Work request: Report every line of the records below that includes the string "const".

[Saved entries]

★ ★ ★ ★

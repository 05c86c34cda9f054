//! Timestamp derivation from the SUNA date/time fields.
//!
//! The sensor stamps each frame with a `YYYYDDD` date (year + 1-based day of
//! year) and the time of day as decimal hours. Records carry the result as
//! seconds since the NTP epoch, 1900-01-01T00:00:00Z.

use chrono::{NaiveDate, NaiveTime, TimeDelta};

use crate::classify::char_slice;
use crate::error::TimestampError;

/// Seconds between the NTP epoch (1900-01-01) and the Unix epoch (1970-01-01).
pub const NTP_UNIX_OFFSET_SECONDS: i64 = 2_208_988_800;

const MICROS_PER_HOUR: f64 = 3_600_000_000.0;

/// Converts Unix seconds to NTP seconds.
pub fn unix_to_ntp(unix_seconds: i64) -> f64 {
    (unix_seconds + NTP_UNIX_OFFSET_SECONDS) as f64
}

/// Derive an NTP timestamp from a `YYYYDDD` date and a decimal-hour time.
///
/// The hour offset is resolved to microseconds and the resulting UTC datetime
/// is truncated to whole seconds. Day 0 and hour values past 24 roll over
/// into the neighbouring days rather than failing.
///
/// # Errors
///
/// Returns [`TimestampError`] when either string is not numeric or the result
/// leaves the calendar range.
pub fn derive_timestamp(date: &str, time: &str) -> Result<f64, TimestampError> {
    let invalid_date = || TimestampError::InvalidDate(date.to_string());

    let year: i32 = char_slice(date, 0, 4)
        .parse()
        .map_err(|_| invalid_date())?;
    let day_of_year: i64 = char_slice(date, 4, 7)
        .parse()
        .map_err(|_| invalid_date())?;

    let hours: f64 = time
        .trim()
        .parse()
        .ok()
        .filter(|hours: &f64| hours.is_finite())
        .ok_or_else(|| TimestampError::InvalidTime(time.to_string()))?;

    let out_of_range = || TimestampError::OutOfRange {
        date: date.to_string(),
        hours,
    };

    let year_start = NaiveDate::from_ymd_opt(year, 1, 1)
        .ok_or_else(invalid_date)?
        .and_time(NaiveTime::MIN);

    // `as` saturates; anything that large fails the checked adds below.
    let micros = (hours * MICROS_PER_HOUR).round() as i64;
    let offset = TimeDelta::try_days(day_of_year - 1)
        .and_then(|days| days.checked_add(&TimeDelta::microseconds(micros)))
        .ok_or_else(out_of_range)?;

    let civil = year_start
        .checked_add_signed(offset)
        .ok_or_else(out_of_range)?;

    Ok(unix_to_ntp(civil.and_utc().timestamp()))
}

★ ★ ★ ★

Solution to this exercise:
pub const NTP_UNIX_OFFSET_SECONDS: i64 = 2_208_988_800;
const MICROS_PER_HOUR: f64 = 3_600_000_000.0;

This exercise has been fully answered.